High Energy Laser System
SPACE BASED LASER INTEGRATED FLIGHT EXPERIMENT
The U.S. Air Force contracted with an industry joint venture on February 08, 1999 for the Space Based Laser Integrated Flight Experiment (SBL IFX). The award constitutes the first increment of a Cost Plus Award Fee/Cost Plus Fixed Fee contract valued at approximately $2-3 billion once completed. The first increment, representing approximately $125M in funding, initiates tasks to be conducted in the first 18-24 months of the effort and immediately undertakes baseline development activities, as well as an affordability and architecture study.
The joint venture titled "Team SBL IFX" was formed on February 08, 1999, by LOCKHEED MARTIN CORPORATION, acting through Lockheed Martin Missiles and Space in Sunnyvale California, THE BOEING COMPANY, acting through its Canoga Park California offices and TRW INC., acting through its Space and Electronics Group in El Segundo California.
The SBL IFX program is executed by the U.S. Air Force’s Space and Missile Systems Center (SMC) in Los Angeles California for the Ballistic Missile Defense Office. The program is jointly funded by the U.S. Air Force and the Ballistic Missile Defense Organization. The program’s objective is to conduct a research effort to advance and assess the feasibility of the Space Based Laser (SBL) concept and its technologies, culminating in an SBL ballistic missile defense (BMD) demonstration in space, as well as an assessment of non-BMD mission utility.
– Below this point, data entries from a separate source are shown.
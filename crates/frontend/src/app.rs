use crate::usecases::u601_submit_text_data::SubmitTextDataPage;
use leptos::prelude::*;

#[component]
pub fn App() -> impl IntoView {
    view! {
        <SubmitTextDataPage />
    }
}
//! Deterministic periodic triggers on a virtual clock.
//!
//! The host feeds elapsed time in; the scheduler hands back every firing that
//! became due, in time order. Nothing here sleeps or reads the wall clock.

use std::time::Duration;

use crate::{animation::player::Track, config::ViewConfig};

/// Source of a periodic firing.
#[derive(Clone, Copy, Debug, PartialEq, Eq, Hash, PartialOrd, Ord)]
pub enum Trigger {
    Track(Track),
    Colon,
}

impl Trigger {
    /// Delivery order for firings due at the same instant.
    pub const ALL: [Self; 3] = [
        Self::Track(Track::Base),
        Self::Track(Track::Overlay),
        Self::Colon,
    ];

    fn slot(self) -> usize {
        match self {
            Self::Track(Track::Base) => 0,
            Self::Track(Track::Overlay) => 1,
            Self::Colon => 2,
        }
    }
}

/// One delivered firing.
#[derive(Clone, Copy, Debug, PartialEq, Eq)]
pub struct Firing {
    pub trigger: Trigger,
    /// Virtual time the firing was due at.
    pub at: Duration,
}

/// What the handler wants done with the trigger that just fired.
#[derive(Clone, Copy, Debug, PartialEq, Eq)]
pub enum TriggerControl {
    Continue,
    Disable,
}

#[derive(Clone, Copy, Debug, PartialEq, Eq)]
pub struct PeriodicTrigger {
    pub period: Duration,
    pub next_due: Duration,
    pub enabled: bool,
}

impl PeriodicTrigger {
    /// First firing one period after start.
    pub fn new(period: Duration) -> Self {
        Self {
            period,
            next_due: period,
            enabled: true,
        }
    }
}

#[derive(Clone, Debug)]
pub struct Scheduler {
    now: Duration,
    triggers: [PeriodicTrigger; 3],
}

impl Scheduler {
    pub fn new(config: &ViewConfig) -> Self {
        Self {
            now: Duration::ZERO,
            triggers: [
                PeriodicTrigger::new(config.track_period(Track::Base)),
                PeriodicTrigger::new(config.track_period(Track::Overlay)),
                PeriodicTrigger::new(config.colon_period()),
            ],
        }
    }

    pub fn now(&self) -> Duration {
        self.now
    }

    pub fn trigger(&self, trigger: Trigger) -> &PeriodicTrigger {
        &self.triggers[trigger.slot()]
    }

    pub fn is_enabled(&self, trigger: Trigger) -> bool {
        self.trigger(trigger).enabled
    }

    pub fn disable(&mut self, trigger: Trigger) {
        self.triggers[trigger.slot()].enabled = false;
    }

    /// Earliest pending firing of any enabled trigger.
    pub fn next_firing(&self) -> Option<Firing> {
        Trigger::ALL
            .into_iter()
            .filter(|&t| self.is_enabled(t))
            .map(|t| Firing {
                trigger: t,
                at: self.trigger(t).next_due,
            })
            .min_by_key(|f| (f.at, f.trigger.slot()))
    }

    /// Deliver every firing due at or before `until`, in order, then move the
    /// clock to `until`.
    ///
    /// A trigger the handler disables is never fired again. Moving backwards
    /// delivers nothing.
    pub fn advance_to(
        &mut self,
        until: Duration,
        mut on_fire: impl FnMut(Firing) -> TriggerControl,
    ) -> Vec<Firing> {
        let mut fired = Vec::new();
        if until < self.now {
            return fired;
        }

        while let Some(firing) = self.next_firing().filter(|f| f.at <= until) {
            let slot = firing.trigger.slot();
            let t = &mut self.triggers[slot];
            t.next_due += t.period;
            self.now = firing.at;

            if on_fire(firing) == TriggerControl::Disable {
                self.disable(firing.trigger);
            }
            fired.push(firing);
        }

        self.now = until;
        fired
    }
}

/// Coalescing redraw flag: any number of requests collapse into one repaint.
#[derive(Clone, Copy, Debug, Default, PartialEq, Eq)]
pub struct RepaintRequest {
    pending: bool,
}

impl RepaintRequest {
    pub fn request(&mut self) {
        self.pending = true;
    }

    pub fn is_pending(&self) -> bool {
        self.pending
    }

    /// Whether a repaint was pending; clears the flag.
    pub fn take(&mut self) -> bool {
        std::mem::take(&mut self.pending)
    }
}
The SBL IFX program will include ground, flight, and space experiments as needed to verify technologies at the component and subsystem level to support design activities for the building of a SBL IFX flight vehicle. This sub-scale flight vehicle will serve as a space test bed for the technologies. More importantly, it provides a focal point for resolving the integration challenges embodied in creating a system that unites precision optics and high energy lasers onto a lightweight spacecraft. Thorough end-to-end ground testing of the vehicle will be conducted prior to flight to create a data base for analyzing on-orbit performance.
If the SBL IFX effort proves successful, the Department of Defense will assess the cost and utility of an operational system, as well as the threat predictions, to decide whether to actually enter the acquisition process for the development of an operational capability.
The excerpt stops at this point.